ABC radio host James Valentine responds to chess story ‘outrage’

Nick Tabakoff
Musician, radio and TV personality James Valentine.
Musician, radio and TV personality James Valentine.

It’s a rare occasion that chess splashes the pages of an Australian newspaper. But ABC Radio Sydney’s afternoon presenter James Valentine unwittingly helped to put the game (or is it a sport?) squarely on the front page of The Daily Telegraph and a dominant subject on the city’s talkback radio last week.

It was all because of a Twitter rant by former Australian representative chess player John Adams after he was contacted on Tuesday for an interview by Valentine’s producers.

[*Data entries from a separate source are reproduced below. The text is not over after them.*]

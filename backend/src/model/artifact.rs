//! Model artifact loading
//!
//! Artifacts are JSON documents produced by the training job. Loading checks
//! the feature schema, the class list and every number before anything is
//! served; a failure here is fatal at startup.

use std::path::Path;
use std::sync::Arc;

use serde::{Deserialize, Serialize};
use sha2::{Digest, Sha256};
use shared::{RiskLevel, CLASS_COUNT, FEATURE_COUNT, FEATURE_SCHEMA};
use thiserror::Error;

use super::forest::{DecisionTree, TreeEnsemble, TreeNode};
use super::logistic::{LogisticModel, Scaler};
use super::{FeatureRow, LoadedModel, ModelFamily, ModelMetadata, RiskModel};

/// No usable model could be loaded
#[derive(Error, Debug)]
pub enum ModelUnavailableError {
    #[error("cannot read model artifact {path}: {source}")]
    Unreadable {
        path: String,
        #[source]
        source: std::io::Error,
    },

    #[error("model artifact is not valid JSON: {0}")]
    Malformed(#[from] serde_json::Error),

    #[error("model artifact rejected: {0}")]
    Invalid(String),
}

/// Training-data statistics per feature
#[derive(Debug, Clone, Deserialize, Serialize)]
pub struct FeatureStats {
    pub mean: [f64; FEATURE_COUNT],
    pub std: [f64; FEATURE_COUNT],
}

#[derive(Debug, Deserialize)]
struct ArtifactDocument {
    model_version: String,
    schema_version: u32,
    feature_names: Vec<String>,
    classes: Vec<String>,
    feature_stats: FeatureStats,
    background: Vec<FeatureRow>,
    model: ModelSpec,
}

#[derive(Debug, Deserialize)]
#[serde(tag = "family", rename_all = "snake_case")]
enum ModelSpec {
    RandomForest {
        trees: Vec<TreeSpec>,
    },
    LogisticRegression {
        scaler: Scaler,
        coefficients: [[f64; FEATURE_COUNT]; CLASS_COUNT],
        intercepts: [f64; CLASS_COUNT],
    },
}

#[derive(Debug, Deserialize)]
struct TreeSpec {
    nodes: Vec<TreeNode>,
}

/// Read and validate an artifact from disk
pub fn load_artifact(path: impl AsRef<Path>) -> Result<LoadedModel, ModelUnavailableError> {
    let path = path.as_ref();
    let bytes = std::fs::read(path).map_err(|source| ModelUnavailableError::Unreadable {
        path: path.display().to_string(),
        source,
    })?;
    parse_artifact(&bytes)
}

/// Validate an artifact already held in memory
pub fn parse_artifact(bytes: &[u8]) -> Result<LoadedModel, ModelUnavailableError> {
    let digest = format!("{:x}", Sha256::digest(bytes));
    let document: ArtifactDocument = serde_json::from_slice(bytes)?;

    if document.schema_version != FEATURE_SCHEMA.version {
        return Err(ModelUnavailableError::Invalid(format!(
            "artifact schema version {} does not match feature schema version {}",
            document.schema_version, FEATURE_SCHEMA.version
        )));
    }
    if !FEATURE_SCHEMA.matches(&document.feature_names) {
        return Err(ModelUnavailableError::Invalid(format!(
            "artifact feature order {:?} does not match {:?}",
            document.feature_names,
            FEATURE_SCHEMA.names()
        )));
    }
    let expected_classes: Vec<&str> = RiskLevel::ALL.iter().map(|l| l.as_str()).collect();
    if document.classes != expected_classes {
        return Err(ModelUnavailableError::Invalid(format!(
            "artifact classes {:?} do not match {:?}",
            document.classes, expected_classes
        )));
    }

    validate_stats(&document.feature_stats)?;
    validate_background(&document.background)?;

    let (family, model): (ModelFamily, Arc<dyn RiskModel>) = match document.model {
        ModelSpec::RandomForest { trees } => {
            let trees = trees
                .into_iter()
                .map(|t| DecisionTree::new(t.nodes))
                .collect::<Result<Vec<_>, _>>()?;
            (ModelFamily::RandomForest, Arc::new(TreeEnsemble::new(trees)?))
        }
        ModelSpec::LogisticRegression {
            scaler,
            coefficients,
            intercepts,
        } => (
            ModelFamily::LogisticRegression,
            Arc::new(LogisticModel::new(scaler, coefficients, intercepts)?),
        ),
    };

    let metadata = ModelMetadata {
        model_version: document.model_version,
        family,
        schema_version: document.schema_version,
        digest,
    };

    Ok(LoadedModel::new(
        metadata,
        document.feature_stats,
        document.background,
        model,
    ))
}

fn validate_stats(stats: &FeatureStats) -> Result<(), ModelUnavailableError> {
    if stats.mean.iter().any(|v| !v.is_finite()) {
        return Err(ModelUnavailableError::Invalid(
            "feature means must be finite".into(),
        ));
    }
    if stats.std.iter().any(|v| !v.is_finite() || *v <= 0.0) {
        return Err(ModelUnavailableError::Invalid(
            "feature standard deviations must be positive".into(),
        ));
    }
    Ok(())
}

fn validate_background(background: &[FeatureRow]) -> Result<(), ModelUnavailableError> {
    if background.is_empty() {
        return Err(ModelUnavailableError::Invalid(
            "background set is empty".into(),
        ));
    }
    if background.iter().flatten().any(|v| !v.is_finite()) {
        return Err(ModelUnavailableError::Invalid(
            "background rows must be finite".into(),
        ));
    }
    Ok(())
}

Shortly after the request but before any interview went to air, Adams didn’t hold back. He tweeted that the ABC had “taken the view that chess is RACIST given that white always go first! They are seeking comment from a chess official as to whether the rules of chess have to be altered! Trust the taxpayer-funded national broadcaster to apply ideological Marxist frameworks to anything & everything in Australia!”

Speaking to Diary, Valentine strongly denied Adams’ claim that his show was arguing that chess was racist, or that he was pressing in any way for black to go first. “We’re not prosecuting the case that chess rules need to change,” he tells us. “I’ve been the victim of a pre-lash — I was attacked before I’d done anything!”

Valentine, once the saxophonist for Aussie band The Models, says he was simply interested in the origin of white going first in chess, in the context of the current “cultural environment”. After Adams’ rejection, an interview eventually ran on Wednesday with Kevin Bonham of the Australian Chess Federation, in which Bonham clarified there was no evidence of the black and white pieces being “a racial thing” and that the colours were used to “standardise” the game’s rules. Valentine said the interview was sparked merely by curiosity. “We’re a light entertainment show, just coming off two months, three hours a day of wall-to-wall COVID-19 coverage. Now we’re back to our normal light entertainment brief, and were just curious to find out whether in chess circles, is there a debate about this? That was the end of our interest.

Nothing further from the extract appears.